Online research using unreliable online sources such as WebMD, Wikipedia, and eHow, can be dangerous if used incorrectly. Certain sources are unreliable if they have a lot of advertisements on their webpage, if directions and claims are unclear, if the website is out-of-date, if the site requires the entry of personal information, and if the site has an unreliable domain. Moreover, if a client does not understand the etiology of their medical conditions, and the required therapy needed to manage their condition(s), intake of unnecessary supplements and medications, inaccurate dose and frequency, and contraindications may surface and pose dangerous, if not deadly. Statistically, older adults, ages 65 years and older, are susceptible to complex health care needs, consequently, relying on past health experiences and medical knowledge to guide self-diagnosis.While commonly facing difficulty in navigating computer and Internet tools, one in five senior citizens use the Internet as a source for health information; however, many are misled to unreliable sources and misdiagnosis of themselves or others as 58% of seniors do not check sources for reliable information.3-5 Many individuals are drawn to online self-diagnosis as a form of relief.While there are a few benefits associated with this form of diagnosis, such as doctor appointment preparation, and understanding of symptoms and conditions, the risks of online diagnosis outweigh the benefits.Risks include misinterpretation of unreliable information, replacing the physician with the Internet, delay in seeking treatment, and inaccurate, incomplete, and harmful treatment facts and options suggested.4-6 A recommendation to all health care professionals is to recognize behaviours clients present; encourage client participation and autonomy for client’s health by providing credible sources and evidence-based information, while being receptive and aware of alternative medical approaches.4

References:

  1. Canadian Dental Hygiene Association.
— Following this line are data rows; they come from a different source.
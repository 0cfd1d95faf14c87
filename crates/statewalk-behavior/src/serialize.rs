//! Canonical state serialization.
//!
//! Graph deduplication and keyed test lookup both identify states by a
//! serialized string key. Two states are equal for graph purposes iff their
//! keys match, so the default serializer must be deterministic: composite
//! values are written with explicitly sorted object keys, never in host map
//! iteration order.

use std::fmt;

use serde::Serialize;

use crate::behavior::EventTagged;

/// Canonical string identity of a state.
#[derive(Debug, Clone, PartialEq, Eq, Hash, PartialOrd, Ord, Serialize)]
pub struct StateKey(String);

impl StateKey {
    pub fn new(key: impl Into<String>) -> Self {
        Self(key.into())
    }

    pub fn as_str(&self) -> &str {
        &self.0
    }
}

impl fmt::Display for StateKey {
    fn fmt(&self, f: &mut fmt::Formatter<'_>) -> fmt::Result {
        f.write_str(&self.0)
    }
}

impl From<String> for StateKey {
    fn from(key: String) -> Self {
        Self(key)
    }
}

impl From<&str> for StateKey {
    fn from(key: &str) -> Self {
        Self(key.to_string())
    }
}

/// Derives the canonical key for a state.
///
/// A caller-supplied implementation fully replaces the default and becomes
/// the sole identity function for graph nodes and state-test lookup.
pub trait StateSerializer<S, E>: Send + Sync {
    /// `last_event` is the event that produced `state`, when known; the
    /// initial state has none.
    fn serialize(&self, state: &S, last_event: Option<&E>) -> StateKey;
}

impl<S, E, F> StateSerializer<S, E> for F
where
    F: Fn(&S, Option<&E>) -> StateKey + Send + Sync,
{
    fn serialize(&self, state: &S, last_event: Option<&E>) -> StateKey {
        self(state, last_event)
    }
}

/// Default serializer: canonical JSON rendering of the state's structural
/// value, with object keys recursively sorted.
///
/// With [`with_event_tag`](CanonicalSerializer::with_event_tag) the key also
/// includes the tag of the event that produced the state, so two
/// structurally identical states reached via different last events become
/// distinct graph nodes.
#[derive(Debug, Clone, Default)]
pub struct CanonicalSerializer {
    include_event_tag: bool,
}

impl CanonicalSerializer {
    pub fn new() -> Self {
        Self::default()
    }

    /// Opt in to transition-sensitive deduplication.
    pub fn with_event_tag(mut self) -> Self {
        self.include_event_tag = true;
        self
    }
}

impl<S, E> StateSerializer<S, E> for CanonicalSerializer
where
    S: Serialize,
    E: EventTagged,
{
    fn serialize(&self, state: &S, last_event: Option<&E>) -> StateKey {
        let mut out = match serde_json::to_value(state) {
            Ok(value) => {
                let mut buf = String::new();
                write_canonical(&value, &mut buf);
                buf
            }
            // States are plain data; this only triggers for exotic types
            // (e.g. maps with non-string keys). Keep the error visible in
            // the key rather than silently merging such states.
            Err(err) => format!("<unserializable: {err}>"),
        };

        if self.include_event_tag {
            if let Some(event) = last_event {
                out.push_str(" via ");
                out.push_str(event.tag());
            }
        }

        StateKey(out)
    }
}

/// Write `value` as compact JSON with object keys sorted at every level.
fn write_canonical(value: &serde_json::Value, out: &mut String) {
    match value {
        serde_json::Value::Object(map) => {
            let mut keys: Vec<&String> = map.keys().collect();
            keys.sort();
            out.push('{');
            for (i, key) in keys.iter().enumerate() {
                if i > 0 {
                    out.push(',');
                }
                out.push_str(&serde_json::Value::String((*key).clone()).to_string());
                out.push(':');
                write_canonical(&map[key.as_str()], out);
            }
            out.push('}');
        }
        serde_json::Value::Array(items) => {
            out.push('[');
            for (i, item) in items.iter().enumerate() {
                if i > 0 {
                    out.push(',');
                }
                write_canonical(item, out);
            }
            out.push(']');
        }
        scalar => out.push_str(&scalar.to_string()),
    }
}

#[cfg(test)]
mod tests {
    use super::*;

    #[derive(Clone)]
    struct Tag(&'static str);

    impl EventTagged for Tag {
        fn tag(&self) -> &str {
            self.0
        }
    }

    #[test]
    fn test_canonical_sorts_object_keys() {
        let a = serde_json::json!({"b": 1, "a": {"z": true, "y": false}});
        let mut out = String::new();
        write_canonical(&a, &mut out);
        assert_eq!(out, r#"{"a":{"y":false,"z":true},"b":1}"#);
    }

    #[test]
    fn test_key_independent_of_insertion_order() {
        let mut first = serde_json::Map::new();
        first.insert("x".to_string(), serde_json::json!(1));
        first.insert("y".to_string(), serde_json::json!(2));

        let mut second = serde_json::Map::new();
        second.insert("y".to_string(), serde_json::json!(2));
        second.insert("x".to_string(), serde_json::json!(1));

        let serializer = CanonicalSerializer::new();
        let key1: StateKey =
            serializer.serialize(&serde_json::Value::Object(first), None::<&Tag>);
        let key2: StateKey =
            serializer.serialize(&serde_json::Value::Object(second), None::<&Tag>);
        assert_eq!(key1, key2);
    }

    #[test]
    fn test_event_tag_distinguishes_states_when_opted_in() {
        #[derive(Serialize, Clone)]
        struct S {
            name: &'static str,
        }

        let state = S { name: "b" };
        let plain = CanonicalSerializer::new();
        let tagged = CanonicalSerializer::new().with_event_tag();

        let via_x = tagged.serialize(&state, Some(&Tag("X")));
        let via_y = tagged.serialize(&state, Some(&Tag("Y")));
        assert_ne!(via_x, via_y);

        let untagged_x: StateKey = plain.serialize(&state, Some(&Tag("X")));
        let untagged_y: StateKey = plain.serialize(&state, Some(&Tag("Y")));
        assert_eq!(untagged_x, untagged_y);
    }

    #[test]
    fn test_arrays_preserve_order() {
        let serializer = CanonicalSerializer::new();
        let a: StateKey = serializer.serialize(&vec![1, 2, 3], None::<&Tag>);
        let b: StateKey = serializer.serialize(&vec![3, 2, 1], None::<&Tag>);
        assert_ne!(a, b);
    }
}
Entry-to-practice competencies and standards for Canadian dental hygienists [Online]. 2010 Jan [cited 2019 Apr 1]. Available from: https://www.cdha.ca/pdfs/Competencies_and_Standards.pdf
  2. Tillis TS, Stach DJ, Cross-Poline GN, Annan SD, Astroth DB, Wolfe P. The transtheoretical model applied to an oral self-care behavioral change: development and testing of instruments for stages of change and decisional balance. J Dent Hyg. 2003;77(1):16-25.
  3. Houston T, Suls J, Older adult experience of online diagnosis: results from a scenario-based think-aloud protocol. J Med Internet Res. 2014 Jan 16;16(1):16.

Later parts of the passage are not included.